A Room With A View is the kind of romantic musical that audiences a couple of generations ago would have loved, a charming tale that cozily couches its underpinnings of suppressed passion and self-awakening in otherwise merry Edwardian mannerisms. Even its nude scene – three fellas splish-splashing in a hot-spring bath – is as benign as it is good-natured.
The Old Globe Theatre’s production of a musical by Marc Acito (book) and Jeffrey Stock (music and lyrics) based on the 1908 novel by E.M. Forster is impeccable in its costuming (nod to Judith Dolan) and scenic design (ditto Heidi Ettinger), and a few nifty special effects (rainfall and an exploding tea kettle to name two) heighten the multisensory fun. That there seems little at stake, dramatically speaking, in the story of Englishwoman Lucy Honeychurch (Ephie Aardema) is mostly mitigated by all the trappings. Yes, we understand that the sensuality of Florence and its demonstrative love for la vita and romance intoxicates Lucy. And yes, we perceive easily enough that life back in Windy Corner, England, pales by comparison, in spite of Lucy’s being surrounded by her doting (though sometimes irritating) family. We know what lovestruck Lucy ultimately will do when making the choice between stuffed-shirt Cecil Vyse (Will Reynolds) and free-spirited George Emerson (Kyle Harris). With A Room With A View, it’s more about the journey than the destination.

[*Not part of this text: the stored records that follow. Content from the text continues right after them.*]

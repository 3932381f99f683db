//! Append-only audit log of a research run.
//!
//! Every artifact written and every report checked adds one JSON object to
//! `<output_dir>/events.ndjson`:
//!
//! ```text
//! {"ts":"2026-03-09T10:15:02.114Z","action":"prompt_written","actor":"kim@desk","target":"phase_1/A/1","details":{...}}
//! ```
//!
//! `target` is the `phase/theme/step` the event concerns and is omitted when
//! there is none (a `check` of an arbitrary file).

use crate::error::{BsrsError, Result};
use chrono::{DateTime, Utc};
use serde::Serialize;
use serde_json::Value;
use std::fs::{self, OpenOptions};
use std::io::Write;
use std::path::{Path, PathBuf};

/// File name of the event log inside the output directory.
pub const EVENTS_FILE: &str = "events.ndjson";

/// What happened.
#[derive(Debug, Clone, Copy, PartialEq, Eq, Serialize)]
#[serde(rename_all = "snake_case")]
pub enum EventAction {
    PromptWritten,
    ReportRecorded,
    ReportChecked,
}

impl EventAction {
    pub fn as_str(self) -> &'static str {
        match self {
            EventAction::PromptWritten => "prompt_written",
            EventAction::ReportRecorded => "report_recorded",
            EventAction::ReportChecked => "report_checked",
        }
    }
}

#[derive(Serialize)]
struct EventLine<'a> {
    ts: DateTime<Utc>,
    action: EventAction,
    actor: &'a str,
    #[serde(skip_serializing_if = "Option::is_none")]
    target: Option<&'a str>,
    details: &'a Value,
}

/// The event log of one output directory.
#[derive(Debug, Clone)]
pub struct EventLog {
    path: PathBuf,
    actor: String,
}

impl EventLog {
    /// Log living in `output_dir`, attributed to the current `user@host`.
    pub fn new(output_dir: &Path) -> Self {
        Self {
            path: output_dir.join(EVENTS_FILE),
            actor: actor_string(),
        }
    }

    #[cfg(test)]
    pub fn path(&self) -> &Path {
        &self.path
    }

    /// Append one line, creating the output directory and log as needed.
    ///
    /// # Returns
    ///
    /// * `Ok(())` - The line was written and synced
    /// * `Err(BsrsError::OutputWrite)` - The log could not be written
    pub fn append(&self, action: EventAction, target: Option<&str>, details: Value) -> Result<()> {
        let line = serde_json::to_string(&EventLine {
            ts: Utc::now(),
            action,
            actor: &self.actor,
            target,
            details: &details,
        })
        .map_err(|e| BsrsError::output(&self.path, format!("failed to serialize event: {}", e)))?;

        if let Some(dir) = self.path.parent()
            && !dir.exists()
        {
            fs::create_dir_all(dir).map_err(|e| {
                BsrsError::output(&self.path, format!("failed to create output directory: {}", e))
            })?;
        }

        let mut file = OpenOptions::new()
            .create(true)
            .append(true)
            .open(&self.path)
            .map_err(|e| BsrsError::output(&self.path, format!("failed to open event log: {}", e)))?;
        writeln!(file, "{}", line)
            .and_then(|()| file.sync_all())
            .map_err(|e| BsrsError::output(&self.path, format!("failed to write event: {}", e)))?;

        tracing::debug!(action = action.as_str(), target, "logged event");
        Ok(())
    }
}

fn actor_string() -> String {
    let user = std::env::var("USER")
        .or_else(|_| std::env::var("USERNAME"))
        .unwrap_or_else(|_| "unknown".to_string());
    let host = hostname::get()
        .map(|h| h.to_string_lossy().to_string())
        .unwrap_or_else(|_| "unknown".to_string());

    format!("{}@{}", user, host)
}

Jeffrey Stock’s score inhabits nearly every bit of the journey, backgrounding dialogue as well as teeing up cast members for big numbers (Lucy’s “A Room With A View” and “Ludwig and I,” George’s revealing “I Know You,” Charlotte’s confessional, rather tacked-on “Frozen Charlotte”). The ragtime-inflected “Splash” is the most memorable tune, but as much for its crowd-pleasing romp in the raw as anything else.
Aardema and Harris are pleasant as the lead lovers, but they can’t match Glenn Seven Allen (he of the impressive operatic tenor) and Jacquelynne Fontaine as their Italian counterparts and inspiration. One look at this pair and you’ll want to book your trip to Tuscany, get struck by love yourself, get a room, and who cares if it has a view?